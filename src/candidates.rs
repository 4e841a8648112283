//! Candidate generation for the next reference node.
use crate::graph::Graph;
use crate::mapping::State;

/// Candidate nodes in `candidate` that reference node `u` can be mapped to
///
/// A candidate is unmapped and agrees with `u` on degree and on having a
/// self loop. Beyond that, with `p1, .., pk` the partners of the already
/// mapped neighbours of `u`:
///
/// * for k = 0 the candidate must be free, i.e. have no mapped neighbour
///   itself,
/// * for k > 0 the candidate must be adjacent to every `pi`.
///
/// The returned candidates are in ascending order for k = 0 and otherwise
/// in the neighbour order of the partner with the lowest degree.
pub fn find_candidates(
    reference: &Graph,
    candidate: &Graph,
    state: &State,
    u: usize,
) -> Vec<usize> {
    let mapping = state.mapping();
    let degree = reference.degree(u);
    let self_loop = reference.has_self_loop(u);
    let compatible = |v: usize| {
        !mapping.is_mapped_candidate(v)
            && candidate.degree(v) == degree
            && candidate.has_self_loop(v) == self_loop
    };

    let mut partners: Vec<usize> = reference
        .neighbours(u)
        .iter()
        .filter_map(|&w| mapping.forward(w))
        .collect();
    // intersect starting from the smallest neighbourhood
    partners.sort_by_key(|&p| candidate.degree(p));

    match partners.as_slice() {
        [] => (0..candidate.node_count())
            .filter(|&v| state.free().contains(v) && compatible(v))
            .collect(),
        [p] => candidate
            .neighbours(*p)
            .iter()
            .copied()
            .filter(|&v| compatible(v))
            .collect(),
        [first, rest @ ..] => candidate
            .neighbours(*first)
            .iter()
            .copied()
            .filter(|&v| {
                compatible(v)
                    && rest.iter().all(|&p| candidate.has_neighbour(p, v))
            })
            .collect(),
    }
}
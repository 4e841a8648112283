use std::collections::TryReserveError;
use std::fmt;

use ahash::AHashSet;
use itertools::Itertools;
use petgraph::{
    graph::{IndexType, UnGraph},
    visit::{EdgeRef, NodeIndexable},
};

use crate::error::GraphError;

/// Undirected graph stored as adjacency lists
///
/// Nodes are the indices `0..node_count()`. Adjacency is expected to be
/// symmetric, i.e. `v` is listed as a neighbour of `u` if and only if
/// `u` is listed as a neighbour of `v`. Construction only enforces
/// index bounds, use [Graph::validate] to check the remaining
/// invariants.
///
/// # Example
///
/// ```rust
/// use vf2pp::graph::Graph;
///
/// let mut g = Graph::new(3);
/// g.set_neighbours(0, vec![1, 2]).unwrap();
/// g.set_neighbours(1, vec![0]).unwrap();
/// g.set_neighbours(2, vec![0]).unwrap();
/// assert_eq!(g.degree(0), 2);
/// assert!(g.validate().is_ok());
///
/// // the same graph from its edge list
/// let h = Graph::from_edges(3, [(0, 1), (0, 2)]).unwrap();
/// assert_eq!(g, h);
/// ```
#[derive(Clone, Debug, Default, PartialEq, Eq, Hash)]
pub struct Graph {
    nodes: Vec<Node>,
}

#[derive(Clone, Debug, Default, PartialEq, Eq, Hash)]
struct Node {
    neighbours: Vec<usize>,
}

impl Graph {
    /// Graph with `n` isolated nodes
    pub fn new(n: usize) -> Self {
        Self {
            nodes: vec![Node::default(); n],
        }
    }

    /// Like [Graph::new], but fails if the nodes cannot be allocated
    pub fn try_new(n: usize) -> Result<Self, TryReserveError> {
        let mut nodes = Vec::new();
        nodes.try_reserve_exact(n)?;
        nodes.resize_with(n, Node::default);
        Ok(Self { nodes })
    }

    /// Build a graph from a list of undirected edges
    ///
    /// Each edge is recorded on both endpoints, a self loop only once.
    pub fn from_edges<I>(n: usize, edges: I) -> Result<Self, GraphError>
    where
        I: IntoIterator<Item = (usize, usize)>,
    {
        let mut g = Self::new(n);
        for (a, b) in edges {
            g.check_index(a)?;
            g.check_index(b)?;
            g.nodes[a].neighbours.push(b);
            if a != b {
                g.nodes[b].neighbours.push(a);
            }
        }
        Ok(g)
    }

    /// Replace the neighbour list of `node`
    pub fn set_neighbours(
        &mut self,
        node: usize,
        neighbours: Vec<usize>,
    ) -> Result<(), GraphError> {
        self.check_index(node)?;
        for &v in &neighbours {
            self.check_index(v)?;
        }
        self.nodes[node].neighbours = neighbours;
        Ok(())
    }

    pub fn node_count(&self) -> usize {
        self.nodes.len()
    }

    pub fn is_empty(&self) -> bool {
        self.nodes.is_empty()
    }

    /// Number of undirected edges, counting a self loop once
    pub fn edge_count(&self) -> usize {
        let loops = (0..self.node_count())
            .filter(|&u| self.has_self_loop(u))
            .count();
        let total: usize = self.nodes.iter().map(|n| n.neighbours.len()).sum();
        (total - loops) / 2 + loops
    }

    /// Neighbours of `node` in insertion order
    ///
    /// Panics if `node` is out of range.
    pub fn neighbours(&self, node: usize) -> &[usize] {
        &self.nodes[node].neighbours
    }

    pub fn degree(&self, node: usize) -> usize {
        self.nodes[node].neighbours.len()
    }

    pub fn has_neighbour(&self, node: usize, neighbour: usize) -> bool {
        self.nodes[node].neighbours.contains(&neighbour)
    }

    pub fn has_self_loop(&self, node: usize) -> bool {
        self.has_neighbour(node, node)
    }

    /// All node degrees in ascending order
    pub fn degrees(&self) -> Vec<usize> {
        self.nodes.iter().map(|n| n.neighbours.len()).sorted().collect()
    }

    /// Check for duplicate neighbours and asymmetric adjacency
    pub fn validate(&self) -> Result<(), GraphError> {
        let mut adjacent = AHashSet::with_capacity(
            self.nodes.iter().map(|n| n.neighbours.len()).sum(),
        );
        for (u, node) in self.nodes.iter().enumerate() {
            for &v in &node.neighbours {
                self.check_index(v)?;
                if !adjacent.insert((u, v)) {
                    return Err(GraphError::DuplicateNeighbour {
                        node: u,
                        neighbour: v,
                    });
                }
            }
        }
        for (u, node) in self.nodes.iter().enumerate() {
            if let Some(&v) =
                node.neighbours.iter().find(|&&v| !adjacent.contains(&(v, u)))
            {
                return Err(GraphError::Asymmetric {
                    node: u,
                    neighbour: v,
                });
            }
        }
        Ok(())
    }

    fn check_index(&self, index: usize) -> Result<(), GraphError> {
        if index < self.node_count() {
            Ok(())
        } else {
            Err(GraphError::OutOfRange {
                index,
                node_count: self.node_count(),
            })
        }
    }
}

impl<N, E, Ix: IndexType> From<&UnGraph<N, E, Ix>> for Graph {
    fn from(g: &UnGraph<N, E, Ix>) -> Self {
        let mut nodes = vec![Node::default(); g.node_count()];
        for e in g.edge_references() {
            let a = g.to_index(e.source());
            let b = g.to_index(e.target());
            nodes[a].neighbours.push(b);
            if a != b {
                nodes[b].neighbours.push(a);
            }
        }
        // parallel edges collapse into a single adjacency
        for node in &mut nodes {
            node.neighbours =
                node.neighbours.iter().copied().sorted().dedup().collect();
        }
        Self { nodes }
    }
}

impl<N, E, Ix: IndexType> From<UnGraph<N, E, Ix>> for Graph {
    fn from(g: UnGraph<N, E, Ix>) -> Self {
        Self::from(&g)
    }
}

/// Writes the graph in the text format read by [crate::text::parse_graph]
impl fmt::Display for Graph {
    fn fmt(&self, f: &mut fmt::Formatter<'_>) -> fmt::Result {
        writeln!(f, "{} {}", self.node_count(), self.node_count())?;
        for (id, node) in self.nodes.iter().enumerate() {
            writeln!(f, "{id}\t{}", node.neighbours.iter().join(" "))?;
        }
        Ok(())
    }
}
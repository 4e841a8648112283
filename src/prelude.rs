pub use crate::cmp::IsIdentical;
pub use crate::graph::Graph;
pub use crate::iso::{IsIsomorphic, TryIntoIsomorphism};
pub use crate::search::{is_isomorphic, Isomorphism, Outcome};
use std::path::PathBuf;

use clap::{ArgAction, Parser, Subcommand};
use log::LevelFilter;

/// VF2++ graph isomorphism checker
#[derive(Parser, Debug)]
#[command(name = "vf2pp")]
#[command(author, version, about, long_about = None)]
pub struct Args {
    /// Increase log verbosity, may be repeated. `RUST_LOG` takes precedence
    #[arg(short, long, action = ArgAction::Count, global = true)]
    pub verbose: u8,

    #[command(subcommand)]
    pub command: Command,
}

#[derive(Subcommand, Debug)]
pub enum Command {
    /// Check whether two graph files describe isomorphic graphs
    Compare {
        /// Reference graph file
        reference: PathBuf,
        /// Candidate graph file
        candidate: PathBuf,
    },
    /// Compare many candidate graphs against one reference graph
    Batch {
        /// Whitespace separated list of graph files, the reference first
        manifest: PathBuf,
        /// Number of worker threads [default: available parallelism]
        #[arg(short, long)]
        workers: Option<usize>,
        /// Directory the listed files are relative to [default: the
        /// manifest's directory]
        #[arg(short, long)]
        graph_dir: Option<PathBuf>,
    },
}

impl Args {
    pub fn log_level(&self) -> LevelFilter {
        match self.verbose {
            0 => LevelFilter::Warn,
            1 => LevelFilter::Info,
            2 => LevelFilter::Debug,
            _ => LevelFilter::Trace,
        }
    }
}
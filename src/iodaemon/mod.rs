//! Keeps one process alive behind a Unix socket so clients can come and go.
//!
//! `spawn` runs the daemon side; `link` is the attaching client. On connect
//! the daemon sends the process's stdout, stderr and status descriptors, and
//! the client streams [`Input`] frames back for stdin.

mod frame;
pub mod handoff;
mod link;
mod spawn;

pub use frame::{Input, read_frames, write_frame};
pub use handoff::{Handoff, Listener};
pub use link::Link;
pub use spawn::{Broker, listen};
//! In-process variant of the broker: one process, output fanned out to any
//! number of sinks attached while it runs.

use crate::errors::BrokerError;
use crate::fanout::{FanoutWriter, Sink};
use crate::process::{ParentIo, ProcessSpec, UNKNOWN_STATUS, prepare};
use std::fs::File;
use std::io::{self, Read, Write};
use std::sync::{Arc, Condvar, Mutex, MutexGuard, PoisonError};
use std::thread::{self, JoinHandle};
use tracing::{debug, info};

#[derive(Default)]
struct ExitStatus {
    code: Mutex<Option<i32>>,
    published: Condvar,
}

pub struct ProcessTracker {
    pid: u32,
    stdin: Mutex<Option<File>>,
    stdout: Arc<FanoutWriter>,
    stderr: Arc<FanoutWriter>,
    status: Arc<ExitStatus>,
}

impl ProcessTracker {
    pub fn spawn(spec: &ProcessSpec) -> Result<Self, BrokerError> {
        let bin = spec.resolve()?;
        let (mut cmd, ParentIo { stdin, stdout, stderr }) =
            prepare(spec, &bin).map_err(BrokerError::Stdio)?;
        let mut child = cmd.spawn().map_err(BrokerError::Start)?;
        drop(cmd);

        let pid = child.id();
        info!(pid, path = %spec.path, "tracking process");

        let stdout_fanout = Arc::new(FanoutWriter::new());
        let stderr_fanout = Arc::new(FanoutWriter::new());

        let mut pumps = vec![start_pump(File::from(stdout), stdout_fanout.clone())];
        if spec.tty {
            // Same master as stdout; one reader is enough.
            drop(stderr);
            stderr_fanout.close();
        } else {
            pumps.push(start_pump(File::from(stderr), stderr_fanout.clone()));
        }

        let status = Arc::new(ExitStatus::default());
        let publish = status.clone();
        thread::spawn(move || {
            let code = match child.wait() {
                Ok(exit) => exit.code().unwrap_or(UNKNOWN_STATUS),
                Err(_) => UNKNOWN_STATUS,
            };
            // Status goes out only after all output has been delivered.
            for pump in pumps {
                let _ = pump.join();
            }
            debug!(pid, code, "tracked process exited");

            *lock(&publish.code) = Some(code);
            publish.published.notify_all();
        });

        Ok(ProcessTracker {
            pid,
            stdin: Mutex::new(Some(stdin)),
            stdout: stdout_fanout,
            stderr: stderr_fanout,
            status,
        })
    }

    pub fn pid(&self) -> u32 {
        self.pid
    }

    /// Receive output from now on. Returns false once output has ended.
    pub fn attach(&self, stdout: Sink, stderr: Sink) -> bool {
        let attached = self.stdout.add_sink(stdout);
        self.stderr.add_sink(stderr);
        attached
    }

    pub fn write_stdin(&self, data: &[u8]) -> io::Result<()> {
        match lock(&self.stdin).as_mut() {
            Some(stdin) => stdin.write_all(data),
            None => Err(io::Error::new(io::ErrorKind::BrokenPipe, "stdin closed")),
        }
    }

    pub fn close_stdin(&self) {
        lock(&self.stdin).take();
    }

    pub fn exit_status(&self) -> Option<i32> {
        *lock(&self.status.code)
    }

    /// Block until the process has exited and its output is drained.
    pub fn wait(&self) -> i32 {
        let mut code = lock(&self.status.code);
        loop {
            if let Some(code) = *code {
                return code;
            }
            code = self
                .status
                .published
                .wait(code)
                .unwrap_or_else(PoisonError::into_inner);
        }
    }
}

fn lock<T>(mutex: &Mutex<T>) -> MutexGuard<'_, T> {
    mutex.lock().unwrap_or_else(PoisonError::into_inner)
}

fn start_pump(mut from: File, to: Arc<FanoutWriter>) -> JoinHandle<()> {
    thread::spawn(move || {
        let mut buf = [0u8; 8192];
        loop {
            match from.read(&mut buf) {
                Ok(0) => break,
                Ok(n) => {
                    let _ = to.write(&buf[..n]);
                }
                Err(err) if err.kind() == io::ErrorKind::Interrupted => continue,
                // EIO from a tty master whose slave closed.
                Err(_) => break,
            }
        }
        to.close();
    })
}
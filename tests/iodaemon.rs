use container_backend::iodaemon::handoff::receive_fds;
use container_backend::iodaemon::{Broker, Link, listen};
use container_backend::ProcessSpec;
use nix::sys::stat::fstat;
use std::fs;
use std::io::{Read, Write};
use std::os::fd::AsRawFd;
use std::os::unix::net::UnixStream;
use std::path::{Path, PathBuf};
use std::thread;
use tempfile::TempDir;

fn sh(script: &str) -> ProcessSpec {
    ProcessSpec::new("sh", vec!["-c".into(), script.into()])
}

/// Start a broker for `spec` in the background and return its socket path.
fn serve(dir: &Path, spec: ProcessSpec) -> PathBuf {
    let socket = dir.join("run/iodaemon.sock");
    let listener = listen(&socket).unwrap();
    let broker = Broker::new(listener, &spec).unwrap();
    thread::spawn(move || broker.serve());
    socket
}

fn read_all(mut from: impl Read) -> String {
    let mut out = Vec::new();
    // A tty master ends with EIO rather than EOF.
    let _ = from.read_to_end(&mut out);
    String::from_utf8_lossy(&out).into_owned()
}

#[test]
fn test_concurrent_clients_share_one_process() {
    let tmp = TempDir::new().unwrap();
    let marker = tmp.path().join("starts");
    let socket = serve(
        tmp.path(),
        sh(&format!("echo started >> {}; cat", marker.display())),
    );

    let attaching: Vec<_> = (0..5)
        .map(|_| {
            let socket = socket.clone();
            thread::spawn(move || Link::attach(&socket).unwrap())
        })
        .collect();
    let mut links: Vec<Link> = attaching.into_iter().map(|t| t.join().unwrap()).collect();

    let inode = |link: &Link| fstat(link.stdout.as_raw_fd()).unwrap().st_ino;
    let first = inode(&links[0]);
    assert!(links.iter().all(|link| inode(link) == first));

    links[3].send(b"echoed back\n").unwrap();
    links[3].close_input().unwrap();

    let stdout = links[0].stdout.try_clone().unwrap();
    assert_eq!(read_all(stdout), "echoed back\n");
    assert_eq!(links[1].exit_status().unwrap(), 0);

    assert_eq!(fs::read_to_string(&marker).unwrap(), "started\n");
}

#[test]
fn test_exit_code_reaches_client() {
    let tmp = TempDir::new().unwrap();
    let socket = serve(tmp.path(), sh("read word; echo \"$word\" >&2; exit 12"));

    let mut link = Link::attach(&socket).unwrap();
    link.send(b"to-stderr\n").unwrap();

    assert_eq!(link.exit_status().unwrap(), 12);
    let stderr = link.stderr.try_clone().unwrap();
    assert_eq!(read_all(stderr), "to-stderr\n");
}

#[test]
fn test_killed_process_reports_unknown_status() {
    let tmp = TempDir::new().unwrap();
    let socket = serve(tmp.path(), sh("kill -9 $$"));

    let mut link = Link::attach(&socket).unwrap();
    assert_eq!(link.exit_status().unwrap(), 255);
}

#[test]
fn test_input_split_across_clients() {
    let tmp = TempDir::new().unwrap();
    let socket = serve(tmp.path(), ProcessSpec::new("cat", vec![]));

    let mut a = Link::attach(&socket).unwrap();
    let mut b = Link::attach(&socket).unwrap();
    let mut stdout = b.stdout.try_clone().unwrap();

    // Each chunk must come back out of cat before the other client writes.
    let mut echoed = [0u8; 4];
    a.send(b"one ").unwrap();
    stdout.read_exact(&mut echoed).unwrap();
    assert_eq!(&echoed, b"one ");

    b.send(b"two\n").unwrap();
    stdout.read_exact(&mut echoed).unwrap();
    assert_eq!(&echoed, b"two\n");

    a.close_input().unwrap();
    assert_eq!(read_all(stdout), "");
    assert_eq!(b.exit_status().unwrap(), 0);
}

#[test]
fn test_broken_clients_do_not_disturb_others() {
    let tmp = TempDir::new().unwrap();
    let socket = serve(tmp.path(), ProcessSpec::new("cat", vec![]));

    // Hangs up before the handoff.
    drop(UnixStream::connect(&socket).unwrap());

    // Takes the descriptors, then talks nonsense.
    let mut rude = UnixStream::connect(&socket).unwrap();
    assert_eq!(receive_fds(&rude).unwrap().len(), 3);
    rude.write_all(b"this is not a frame").unwrap();
    drop(rude);

    let mut link = Link::attach(&socket).unwrap();
    link.send(b"still here\n").unwrap();
    link.close_input().unwrap();

    let stdout = link.stdout.try_clone().unwrap();
    assert_eq!(read_all(stdout), "still here\n");
    assert_eq!(link.exit_status().unwrap(), 0);
}

#[test]
fn test_tty_process_sees_a_terminal() {
    let tmp = TempDir::new().unwrap();
    let spec = sh("if test -t 0 && test -t 1; then echo on-a-tty; fi").with_tty(true);
    let socket = serve(tmp.path(), spec);

    let mut link = Link::attach(&socket).unwrap();
    assert_eq!(link.exit_status().unwrap(), 0);

    let stdout = link.stdout.try_clone().unwrap();
    assert!(read_all(stdout).contains("on-a-tty"));
}
//! User namespace id translation.
//!
//! A [`MappingList`] says which ids inside a container correspond to which ids
//! on the host. Each [`Mapping`] covers `size` consecutive ids starting at
//! `from_id` (container side) and lands on `to_id` (host side), which is the
//! same column order the kernel expects in `/proc/<pid>/uid_map`.

use crate::errors::IdMapError;
use serde::{Deserialize, Serialize};
use std::fmt;
use std::str::FromStr;

/// First host id handed to containers by default, just past the 16-bit range.
pub const DEFAULT_HOST_BASE: u32 = 65536;

/// Number of container ids covered by the default map.
pub const DEFAULT_RANGE_SIZE: u32 = 65536;

#[derive(Debug, Clone, Copy, PartialEq, Eq, Serialize, Deserialize)]
pub struct Mapping {
    pub from_id: u32,
    pub to_id: u32,
    pub size: u32,
}

impl Mapping {
    pub fn new(from_id: u32, to_id: u32, size: u32) -> Self {
        Mapping {
            from_id,
            to_id,
            size,
        }
    }

    /// Translate `id` if it falls inside this range.
    fn translate(&self, id: u32) -> Option<u32> {
        let delta = id.checked_sub(self.from_id)?;
        if delta < self.size {
            self.to_id.checked_add(delta)
        } else {
            None
        }
    }
}

impl FromStr for Mapping {
    type Err = IdMapError;

    fn from_str(s: &str) -> Result<Self, Self::Err> {
        let fields: Vec<&str> = s.split(':').collect();
        let [from, to, size] = fields.as_slice() else {
            return Err(IdMapError::InvalidFormat(s.to_string()));
        };

        let parse = |value: &str| {
            value.trim().parse::<u32>().map_err(|source| IdMapError::InvalidId {
                value: value.to_string(),
                source,
            })
        };

        Ok(Mapping::new(parse(*from)?, parse(*to)?, parse(*size)?))
    }
}

/// Ordered id ranges; lookup is first match wins.
#[derive(Debug, Clone, Default, PartialEq, Eq, Serialize, Deserialize)]
pub struct MappingList(Vec<Mapping>);

impl MappingList {
    pub fn new(mappings: Vec<Mapping>) -> Self {
        MappingList(mappings)
    }

    /// Default map: container ids `0..65536` onto host ids starting at 65536.
    pub fn default_map() -> Self {
        MappingList(vec![Mapping::new(0, DEFAULT_HOST_BASE, DEFAULT_RANGE_SIZE)])
    }

    /// Map only container root onto a single host id (rootless setups).
    pub fn single(host_id: u32) -> Self {
        MappingList(vec![Mapping::new(0, host_id, 1)])
    }

    /// Translate an id; ids outside every range map to themselves.
    pub fn map(&self, id: u32) -> u32 {
        self.0
            .iter()
            .find_map(|mapping| mapping.translate(id))
            .unwrap_or(id)
    }

    pub fn is_empty(&self) -> bool {
        self.0.is_empty()
    }

    pub fn iter(&self) -> impl Iterator<Item = &Mapping> {
        self.0.iter()
    }
}

impl From<Vec<Mapping>> for MappingList {
    fn from(mappings: Vec<Mapping>) -> Self {
        MappingList(mappings)
    }
}

/// Renders the list in the format `/proc/<pid>/uid_map` accepts.
impl fmt::Display for MappingList {
    fn fmt(&self, f: &mut fmt::Formatter<'_>) -> fmt::Result {
        for mapping in &self.0 {
            writeln!(f, "{} {} {}", mapping.from_id, mapping.to_id, mapping.size)?;
        }
        Ok(())
    }
}

#[cfg(test)]
mod tests {
    use super::*;

    #[test]
    fn test_range_boundaries() {
        let list = MappingList::new(vec![Mapping::new(0, 65536, 65530)]);

        assert_eq!(list.map(0), 65536);
        assert_eq!(list.map(65529), 131065);
        assert_eq!(list.map(65530), 65530);
    }

    #[test]
    fn test_ids_below_range_are_identity() {
        let list = MappingList::new(vec![Mapping::new(1000, 200000, 10)]);

        assert_eq!(list.map(999), 999);
        assert_eq!(list.map(1000), 200000);
        assert_eq!(list.map(1009), 200009);
        assert_eq!(list.map(1010), 1010);
    }

    #[test]
    fn test_first_match_wins() {
        let list = MappingList::new(vec![
            Mapping::new(0, 100, 10),
            Mapping::new(5, 500, 10),
        ]);

        assert_eq!(list.map(5), 105);
        assert_eq!(list.map(12), 507);
    }

    #[test]
    fn test_zero_size_never_matches() {
        let list = MappingList::new(vec![Mapping::new(7, 90000, 0)]);

        assert_eq!(list.map(7), 7);
    }

    #[test]
    fn test_default_map_leaves_high_ids_alone() {
        let list = MappingList::default_map();

        assert_eq!(list.map(0), DEFAULT_HOST_BASE);
        assert_eq!(list.map(1000), DEFAULT_HOST_BASE + 1000);
        assert_eq!(list.map(70000), 70000);
    }

    #[test]
    fn test_parse_mapping() {
        let mapping: Mapping = "0:65536:4096".parse().unwrap();
        assert_eq!(mapping, Mapping::new(0, 65536, 4096));

        assert_eq!(
            "0:65536".parse::<Mapping>(),
            Err(IdMapError::InvalidFormat("0:65536".to_string()))
        );
        assert!(matches!(
            "0:-1:5".parse::<Mapping>(),
            Err(IdMapError::InvalidId { .. })
        ));
    }

    #[test]
    fn test_proc_format() {
        let list = MappingList::new(vec![Mapping::new(0, 1000, 1), Mapping::new(1, 65536, 100)]);

        assert_eq!(list.to_string(), "0 1000 1\n1 65536 100\n");
    }
}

> What you are asked to do:
Copy out all lines from the material above that contain the string "descriptors".

> Expected output:
//! the daemon sends the process's stdout, stderr and status descriptors, and
    // Takes the descriptors, then talks nonsense.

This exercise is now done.